--- Provided information ---
▬▬▬▬▬▬
/// One editing session: the committed base image, the live filter state,
/// the crop tool and the undo history.
///
/// Every command either succeeds or returns an error with the session left
/// exactly as it was.
pub struct EditorContext {
    pub id: Uuid,
    base: Option<PixelBuffer>,
    state: FilterState,
    crop: CropController,
    history: HistoryStack,
    settings: EditorSettings,
    /// Bumped by every accepted `begin_load`; older decodes are ignored.
    load_generation: u64,
}

impl Default for EditorContext {
    fn default() -> Self {
        Self::new(EditorSettings::default())
    }
}

/// Log a refused command at WARN and hand the error back.
fn refuse(op: &str, err: EditorError) -> EditorError {
    log_warn!("{} refused: {}", op, err);
    err
}

impl EditorContext {
    pub fn new(settings: EditorSettings) -> Self {
        Self {
            id: Uuid::new_v4(),
            base: None,
            state: FilterState::default(),
            crop: CropController::new(),
            history: HistoryStack::new(settings.max_undo_steps),
            settings,
            load_generation: 0,
        }
    }

    // ---- accessors ----------------------------------------------------------

    pub fn settings(&self) -> &EditorSettings {
        &self.settings
    }

    pub fn state(&self) -> &FilterState {
        &self.state
    }

    /// The committed image, before the live filter state is applied.
    pub fn base(&self) -> Option<&PixelBuffer> {
        self.base.as_ref()
    }

    pub fn has_image(&self) -> bool {
        self.base.is_some()
    }

    pub fn dimensions(&self) -> Option<(u32, u32)> {
        self.base.as_ref().map(|b| b.dimensions())
    }

    pub fn history(&self) -> &HistoryStack {
        &self.history
    }

    pub fn crop(&self) -> &CropController {
        &self.crop
    }

    fn require_base(&self, op: &str) -> Result<&PixelBuffer> {
        self.base.as_ref().ok_or_else(|| refuse(op, EditorError::NoImageLoaded))
    }

    /// Snapshot the candidate state first, then install it. Nothing changes
    /// if the snapshot fails.
    fn commit(&mut self, description: String, base: Option<PixelBuffer>, state: FilterState) -> Result<()> {
        let snapshot = {
            let b = match base.as_ref().or(self.base.as_ref()) {
                Some(b) => b,
                None => return Err(refuse(&description, EditorError::NoImageLoaded)),
            };
            HistorySnapshot::capture(description.clone(), b, &state).map_err(|e| refuse(&description, e))?
        };
        if let Some(b) = base {
            self.base = Some(b);
        }
        self.state = state;
        self.history.push(snapshot);
        log_info!(
            "{} (history {}/{})",
            description,
            self.history.len(),
            self.history.max_history_size()
        );
        Ok(())
    }

    // ---- loading ------------------------------------------------------------

    /// Start a fresh session on `image`: history cleared, filters reset,
    /// crop mode left, then the loaded image becomes the first snapshot.
    /// Any background decode still in flight is superseded.
    pub fn load_image(&mut self, image: PixelBuffer) -> Result<()> {
        if image.is_empty() {
            let (w, h) = image.dimensions();
            return Err(refuse(
                "Load image",
                EditorError::InvalidDimensions { width: w as i64, height: h as i64 },
            ));
        }
        let (w, h) = image.dimensions();
        let snapshot = HistorySnapshot::capture("Load image", &image, &FilterState::default())
            .map_err(|e| refuse("Load image", e))?;

        self.history = HistoryStack::new(self.settings.max_undo_steps);
        self.history.push(snapshot);
        self.base = Some(image);
        self.load_generation += 1;
        self.state = FilterState::default();
        self.crop.cancel();
        log_info!("Loaded {}x{} image", w, h);
        Ok(())
    }

    /// Decode and load a file from disk.
    pub fn load_file(&mut self, path: &Path) -> Result<()> {
        let image = io::load_image_sync(path).map_err(|e| refuse("Open file", e))?;
        log_debug!("Decoded {}", path.display());
        self.load_image(image)
    }

    /// Kick off a background decode. Any decode started earlier is
    /// superseded: its result will be dropped by [`Self::finish_load`].
    pub fn begin_load(&mut self, bytes: Vec<u8>, extension: Option<String>) -> Result<PendingDecode> {
        let generation = self.load_generation + 1;
        let pending = io::spawn_decode(bytes, extension, generation).map_err(|e| refuse("Open file", e))?;
        self.load_generation = generation;
        log_debug!("Decode #{} started", generation);
        Ok(pending)
    }

    /// Wait for `pending` and load it if it is still the latest request.
    /// Returns `Ok(false)` for a superseded decode.
    pub fn finish_load(&mut self, pending: PendingDecode) -> Result<bool> {
        if pending.generation() != self.load_generation {
            log_debug!(
                "Dropping superseded decode #{} (latest #{})",
                pending.generation(),
                self.load_generation
            );
            return Ok(false);
        }
        let image = pending.wait().map_err(|e| refuse("Open file", e))?;
        self.load_image(image)?;
        Ok(true)
    }

    // ---- live filters -------------------------------------------------------

    /// Move one slider. This is a live preview: nothing is pushed to
    /// history until [`Self::commit_filters`].
    pub fn set_filter(&mut self, param: FilterParam, value: f32) -> Result<f32> {
        self.require_base("Set filter")?;
        let stored = self.state.set(param, value);
        log_debug!("{} = {}", param, stored);
        Ok(stored)
    }

    /// Commit the current sliders (slider release).
    pub fn commit_filters(&mut self) -> Result<()> {
        self.require_base("Adjust filters")?;
        self.commit("Adjust filters".to_string(), None, self.state)
    }

    /// Set a slider and commit in one step.
    pub fn apply_filter(&mut self, param: FilterParam, value: f32) -> Result<()> {
        self.require_base("Adjust filters")?;
        let mut state = self.state;
        let stored = state.set(param, value);
        self.commit(format!("Set {} to {}", param, stored), None, state)
    }

    /// Replace the whole filter state (e.g. from a recipe) and commit.
    pub fn apply_state(&mut self, state: FilterState) -> Result<()> {
        self.require_base("Apply recipe")?;
        self.commit("Apply recipe".to_string(), None, state.sanitized())
    }

    /// The image as currently displayed.
    pub fn render(&self) -> Result<PixelBuffer> {
        let base = self.require_base("Render")?;
        Ok(render(base, &self.state, self.settings.blur_sigma_scale))
    }

    pub fn flip_horizontal(&mut self) -> Result<()> {
        self.require_base("Flip horizontal")?;
        let mut state = self.state;
        state.flip_horizontal = !state.flip_horizontal;
        self.commit("Flip horizontal".to_string(), None, state)
    }

    pub fn flip_vertical(&mut self) -> Result<()> {
        self.require_base("Flip vertical")?;
        let mut state = self.state;
        state.flip_vertical = !state.flip_vertical;
        self.commit("Flip vertical".to_string(), None, state)
    }

    pub fn apply_preset(&mut self, preset: Preset) -> Result<()> {
        self.require_base("Apply preset")?;
        let mut state = self.state;
        preset.apply_to(&mut state);
        self.commit(format!("Preset {}", preset), None, state)
    }

    pub fn apply_preset_name(&mut self, name: &str) -> Result<()> {
        let preset = name.parse::<Preset>().map_err(|e| refuse("Apply preset", e))?;
        self.apply_preset(preset)
    }

    /// Restore every slider and flip to its default and leave crop mode.
    /// Pushes history only when an image is loaded.
    pub fn reset_filters(&mut self) -> Result<()> {
        if self.crop.cancel().is_some() {
            log_info!("Crop cancelled by reset");
        }
        if self.base.is_none() {
            self.state.reset();
            return Ok(());
        }
        self.commit("Reset filters".to_string(), None, FilterState::default())
    }

    // ---- destructive geometry -----------------------------------------------

    /// Resample the displayed image. A missing side keeps the aspect ratio.
    /// The result becomes the new base and the filters return to defaults.
    pub fn apply_resize(&mut self, width: Option<i64>, height: Option<i64>) -> Result<(u32, u32)> {
        let composite = self.render()?;
        let (ow, oh) = composite.dimensions();
        let (nw, nh) = transform::resolve_resize_dimensions(ow, oh, width, height)
            .map_err(|e| refuse("Resize", e))?;
        let resized = transform::resize(&composite, nw, nh, self.settings.resize_interpolation)
            .map_err(|e| refuse("Resize", e))?;
        self.commit(format!("Resize to {}x{}", nw, nh), Some(resized), FilterState::default())?;
        self.crop.cancel();
        Ok((nw, nh))
    }

    // ---- crop tool ----------------------------------------------------------

    /// Enter crop mode with the default rectangle.
    pub fn start_crop(&mut self) -> Result<CropRect> {
        let (w, h) = self.require_base("Crop")?.dimensions();
        let rect = self.crop.start(w, h);
        log_info!("Crop started at {}", rect);
        Ok(rect)
    }

    /// Feed a pointer event to the crop tool.
    pub fn crop_event(&mut self, event: PointerEvent) -> Result<CropState> {
        if !self.crop.is_active() {
            return Err(refuse("Crop gesture", EditorError::CropNotActive));
        }
        Ok(*self.crop.handle(event))
    }

    /// Pointer-down with the target resolved by hit testing. Missing the
    /// rectangle entirely starts no gesture.
    pub fn crop_pointer_down(&mut self, x: f32, y: f32) -> Result<CropState> {
        let target = self.crop.hit_test(x, y, HANDLE_TOLERANCE).unwrap_or(PointerTarget::Body);
        self.crop_event(PointerEvent::Down { x, y, target })
    }

    pub fn crop_pointer_move(&mut self, x: f32, y: f32) -> Result<CropState> {
        self.crop_event(PointerEvent::Move { x, y })
    }

    pub fn crop_pointer_up(&mut self) -> Result<CropState> {
        self.crop_event(PointerEvent::Up)
    }

    /// Leave crop mode without cropping. Returns whether it was active.
    pub fn cancel_crop(&mut self) -> bool {
        let was_active = self.crop.cancel().is_some();
        if was_active {
            log_info!("Crop cancelled");
        }
        was_active
    }

    /// Crop the displayed image to the active rectangle and leave crop mode.
    pub fn apply_crop(&mut self) -> Result<(u32, u32)> {
        let rect = self.crop.rect().ok_or_else(|| refuse("Apply crop", EditorError::CropNotActive))?;
        let size = self.crop_to(&rect)?;
        self.crop.cancel();
        Ok(size)
    }

    /// Crop the displayed image to `rect` without going through the crop
    /// tool. Any active crop is left.
    pub fn apply_crop_rect(&mut self, rect: CropRect) -> Result<(u32, u32)> {
        let size = self.crop_to(&rect)?;
        self.crop.cancel();
        Ok(size)
    }

    fn crop_to(&mut self, rect: &CropRect) -> Result<(u32, u32)> {
        let composite = self.render()?;
        let cropped = transform::crop(&composite, rect).map_err(|e| refuse("Apply crop", e))?;
        let size = cropped.dimensions();
        self.commit(format!("Crop to {}x{}", size.0, size.1), Some(cropped), FilterState::default())?;
        Ok(size)
    }

    // ---- history ------------------------------------------------------------

    pub fn can_undo(&self) -> bool {
        self.history.can_undo()
    }

    pub fn can_redo(&self) -> bool {
        self.history.can_redo()
    }

    /// Committed steps, most recent first.
    pub fn history_descriptions(&self) -> Vec<String> {
        self.history.undo_history()
    }

    /// Step back one commit. `Ok(false)` when there is nothing to undo.
    pub fn undo(&mut self) -> Result<bool> {
        let undone = self.history.undo_description().map(str::to_string);
        let restored = match self.history.undo() {
            Some(snapshot) => snapshot.restore(),
            None => return Ok(false),
        };
        match restored {
            Ok((base, state)) => {
                self.install(base, state);
                log_info!("Undo: {}", undone.unwrap_or_default());
                Ok(true)
            }
            Err(e) => {
                self.history.redo();
                Err(refuse("Undo", e))
            }
        }
    }

    /// Step forward one commit. `Ok(false)` when there is nothing to redo.
    pub fn redo(&mut self) -> Result<bool> {
        let redone = self.history.redo_description().map(str::to_string);
        let restored = match self.history.redo() {
            Some(snapshot) => snapshot.restore(),
            None => return Ok(false),
        };
        match restored {
            Ok((base, state)) => {
                self.install(base, state);
                log_info!("Redo: {}", redone.unwrap_or_default());
                Ok(true)
            }
            Err(e) => {
                self.history.undo();
                Err(refuse("Redo", e))
            }
        }
    }

    fn install(&mut self, base: PixelBuffer, state: FilterState) {
        self.base = Some(base);
        self.state = state;
        self.crop.cancel();
    }

    // ---- export -------------------------------------------------------------

    /// PNG of the displayed image with a timestamped file name.
    pub fn download(&self) -> Result<Download> {
        self.download_at(SystemTime::now())
    }

    pub fn download_at(&self, now: SystemTime) -> Result<Download> {
        let composite = self.render()?;
        let bytes = io::encode_png(&composite).map_err(|e| refuse("Download", e))?;
        let file_name = io::export_file_name(&self.settings.export_prefix, now);
        log_info!("Download {} ({} bytes)", file_name, bytes.len());
        Ok(Download { file_name, bytes })
    }

    /// Encode the displayed image straight to a file.
    pub fn export(&self, path: &Path, format: SaveFormat, quality: u8) -> Result<()> {
        let composite = self.render()?;
        io::encode_and_write(&composite, path, format, quality).map_err(|e| refuse("Export", e))?;
        log_info!("Exported {}", path.display());
        Ok(())
    }
}
// ============================================================================
// EDITOR ERRORS
// ============================================================================

use thiserror::Error;

use crate::components::crop::CropRect;

/// Every reason an editor command can be refused.
///
/// A returned error never leaves the session half-modified: the committed
/// image, filter state and history stay exactly as they were.
#[derive(Debug, Error)]
pub enum EditorError {
    #[error("no image loaded")]
    NoImageLoaded,

    #[error("invalid dimensions {width}x{height}: width and height must be positive")]
    InvalidDimensions { width: i64, height: i64 },

    #[error("invalid crop rectangle {rect} for a {canvas_width}x{canvas_height} canvas")]
    InvalidRect {
        rect: CropRect,
        canvas_width: u32,
        canvas_height: u32,
    },

    #[error("unsupported file type: {0}")]
    UnsupportedFileType(String),

    #[error("crop mode is not active")]
    CropNotActive,

    #[error("unknown preset '{0}'")]
    UnknownPreset(String),

    #[error("pixel data is {actual} bytes, expected {width}x{height}x4")]
    BufferSize { width: u32, height: u32, actual: usize },

    #[error("image codec error: {0}")]
    Codec(#[from] image::ImageError),

    #[error("history snapshot error: {0}")]
    Snapshot(String),

    #[error("I/O error: {0}")]
    Io(#[from] std::io::Error),

    #[error("invalid recipe: {0}")]
    Recipe(#[from] serde_json::Error),
}

impl From<png::EncodingError> for EditorError {
    fn from(e: png::EncodingError) -> Self {
        EditorError::Snapshot(e.to_string())
    }
}

impl From<png::DecodingError> for EditorError {
    fn from(e: png::DecodingError) -> Self {
        EditorError::Snapshot(e.to_string())
    }
}

pub type Result<T> = std::result::Result<T, EditorError>;
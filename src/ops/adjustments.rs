// ============================================================================
// ADJUSTMENT OPERATIONS — per-pixel colour adjustments
// ============================================================================
//
// Every operation reads one buffer and returns a new one. Rows are processed
// in parallel via rayon; channel maths is done in f32 and clamped back into
// 0..=255 on write.
// ============================================================================

use rayon::prelude::*;

use crate::canvas::PixelBuffer;

/// Rec. 601 luma weights.
pub const LUMA_R: f32 = 0.299;
pub const LUMA_G: f32 = 0.587;
pub const LUMA_B: f32 = 0.114;

/// Contrast pivots around mid-grey.
const CONTRAST_PIVOT: f32 = 128.0;

// ============================================================================
// HELPER: per-pixel transform
// ============================================================================

/// Apply a per-pixel transform and collect the result into a new buffer.
/// `transform` receives (r, g, b, a) as f32 and returns (r, g, b, a) as f32.
pub fn apply_pixel_transform<F>(src: &PixelBuffer, transform: F) -> PixelBuffer
where
    F: Fn(f32, f32, f32, f32) -> (f32, f32, f32, f32) + Sync,
{
    let (w, h) = src.dimensions();
    if src.is_empty() {
        return src.clone();
    }

    let stride = src.stride();
    let src_raw = src.as_raw();
    let mut dst = PixelBuffer::new(w, h);

    dst.as_raw_mut().par_chunks_mut(stride).enumerate().for_each(|(y, row_out)| {
        let row_in = &src_raw[y * stride..(y + 1) * stride];
        for pi in (0..stride).step_by(4) {
            let r = row_in[pi] as f32;
            let g = row_in[pi + 1] as f32;
            let b = row_in[pi + 2] as f32;
            let a = row_in[pi + 3] as f32;
            let (nr, ng, nb, na) = transform(r, g, b, a);
            row_out[pi]     = to_channel(nr);
            row_out[pi + 1] = to_channel(ng);
            row_out[pi + 2] = to_channel(nb);
            row_out[pi + 3] = to_channel(na);
        }
    });
    dst
}

#[inline]
fn to_channel(v: f32) -> u8 {
    v.round().clamp(0.0, 255.0) as u8
}

#[inline]
fn clamp_channel(v: f32) -> f32 {
    v.clamp(0.0, 255.0)
}

// ============================================================================
// PER-CHANNEL FORMULAS
// ============================================================================

/// `brightness` in percent; 100 is identity.
#[inline]
pub fn brightness_channel(c: f32, brightness: f32) -> f32 {
    clamp_channel(c * brightness / 100.0)
}

/// `contrast` in percent around mid-grey; 100 is identity.
#[inline]
pub fn contrast_channel(c: f32, contrast: f32) -> f32 {
    clamp_channel((c - CONTRAST_PIVOT) * contrast / 100.0 + CONTRAST_PIVOT)
}

/// Push each channel away from (or toward) the pixel's luma.
/// `saturation` in percent; 0 is greyscale, 100 is identity.
#[inline]
pub fn saturate_rgb(r: f32, g: f32, b: f32, saturation: f32) -> (f32, f32, f32) {
    let l = LUMA_R * r + LUMA_G * g + LUMA_B * b;
    let k = saturation / 100.0;
    (
        clamp_channel(l + (r - l) * k),
        clamp_channel(l + (g - l) * k),
        clamp_channel(l + (b - l) * k),
    )
}

/// Rotate hue by `degrees` in HSL space. Channels are 0..255.
#[inline]
pub fn hue_rotate_rgb(r: f32, g: f32, b: f32, degrees: f32) -> (f32, f32, f32) {
    let (h, s, l) = rgb_to_hsl(r / 255.0, g / 255.0, b / 255.0);
    let nh = (h + degrees / 360.0).rem_euclid(1.0);
    let (nr, ng, nb) = hsl_to_rgb(nh, s, l);
    (nr * 255.0, ng * 255.0, nb * 255.0)
}

// ============================================================================
// BUFFER OPERATIONS
// ============================================================================

pub fn brightness(src: &PixelBuffer, brightness: f32) -> PixelBuffer {
    apply_pixel_transform(src, move |r, g, b, a| {
        (
            brightness_channel(r, brightness),
            brightness_channel(g, brightness),
            brightness_channel(b, brightness),
            a,
        )
    })
}

pub fn contrast(src: &PixelBuffer, contrast: f32) -> PixelBuffer {
    apply_pixel_transform(src, move |r, g, b, a| {
        (
            contrast_channel(r, contrast),
            contrast_channel(g, contrast),
            contrast_channel(b, contrast),
            a,
        )
    })
}

pub fn saturation(src: &PixelBuffer, saturation: f32) -> PixelBuffer {
    apply_pixel_transform(src, move |r, g, b, a| {
        let (nr, ng, nb) = saturate_rgb(r, g, b, saturation);
        (nr, ng, nb, a)
    })
}

/// Brightness, contrast and saturation fused into one pass. Each stage
/// clamps before the next, so the result matches running them in sequence
/// up to the final rounding.
pub fn tone(src: &PixelBuffer, brightness: f32, contrast: f32, saturation: f32) -> PixelBuffer {
    apply_pixel_transform(src, move |r, g, b, a| {
        let r = contrast_channel(brightness_channel(r, brightness), contrast);
        let g = contrast_channel(brightness_channel(g, brightness), contrast);
        let b = contrast_channel(brightness_channel(b, brightness), contrast);
        let (nr, ng, nb) = saturate_rgb(r, g, b, saturation);
        (nr, ng, nb, a)
    })
}

pub fn hue_rotate(src: &PixelBuffer, degrees: f32) -> PixelBuffer {
    apply_pixel_transform(src, move |r, g, b, a| {
        let (nr, ng, nb) = hue_rotate_rgb(r, g, b, degrees);
        (nr, ng, nb, a)
    })
}

/// Scale alpha by `opacity` percent. RGB is untouched.
pub fn opacity(src: &PixelBuffer, opacity: f32) -> PixelBuffer {
    let k = (opacity / 100.0).clamp(0.0, 1.0);
    apply_pixel_transform(src, move |r, g, b, a| (r, g, b, a * k))
}

// ============================================================================
// COLOR SPACE HELPERS
// ============================================================================

/// RGB (0..1) → HSL (H: 0..1, S: 0..1, L: 0..1)
pub fn rgb_to_hsl(r: f32, g: f32, b: f32) -> (f32, f32, f32) {
    let max = r.max(g).max(b);
    let min = r.min(g).min(b);
    let l = (max + min) / 2.0;

    if (max - min).abs() < 1e-6 {
        return (0.0, 0.0, l);
    }

    let d = max - min;
    let s = if l > 0.5 { d / (2.0 - max - min) } else { d / (max + min) };

    let h = if (max - r).abs() < 1e-6 {
        let mut h = (g - b) / d;
        if h < 0.0 { h += 6.0; }
        h / 6.0
    } else if (max - g).abs() < 1e-6 {
        ((b - r) / d + 2.0) / 6.0
    } else {
        ((r - g) / d + 4.0) / 6.0
    };

    (h, s, l)
}

/// HSL (H: 0..1, S: 0..1, L: 0..1) → RGB (0..1)
pub fn hsl_to_rgb(h: f32, s: f32, l: f32) -> (f32, f32, f32) {
    if s.abs() < 1e-6 {
        return (l, l, l);
    }

    let q = if l < 0.5 { l * (1.0 + s) } else { l + s - l * s };
    let p = 2.0 * l - q;

    (
        hue_to_rgb(p, q, h + 1.0 / 3.0),
        hue_to_rgb(p, q, h),
        hue_to_rgb(p, q, h - 1.0 / 3.0),
    )
}

pub fn hue_to_rgb(p: f32, q: f32, mut t: f32) -> f32 {
    if t < 0.0 { t += 1.0; }
    if t > 1.0 { t -= 1.0; }
    if t < 1.0 / 6.0 { return p + (q - p) * 6.0 * t; }
    if t < 1.0 / 2.0 { return q; }
    if t < 2.0 / 3.0 { return p + (q - p) * (2.0 / 3.0 - t) * 6.0; }
    p
}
▬▬▬▬▬▬
--- What is being asked ---
Looking at the material above, please copy exactly every line from its first line through the line containing "impl Default for", with both ends included and nothing else.

--- Result below ---
/// One editing session: the committed base image, the live filter state,
/// the crop tool and the undo history.
///
/// Every command either succeeds or returns an error with the session left
/// exactly as it was.
pub struct EditorContext {
    pub id: Uuid,
    base: Option<PixelBuffer>,
    state: FilterState,
    crop: CropController,
    history: HistoryStack,
    settings: EditorSettings,
    /// Bumped by every accepted `begin_load`; older decodes are ignored.
    load_generation: u64,
}

impl Default for EditorContext {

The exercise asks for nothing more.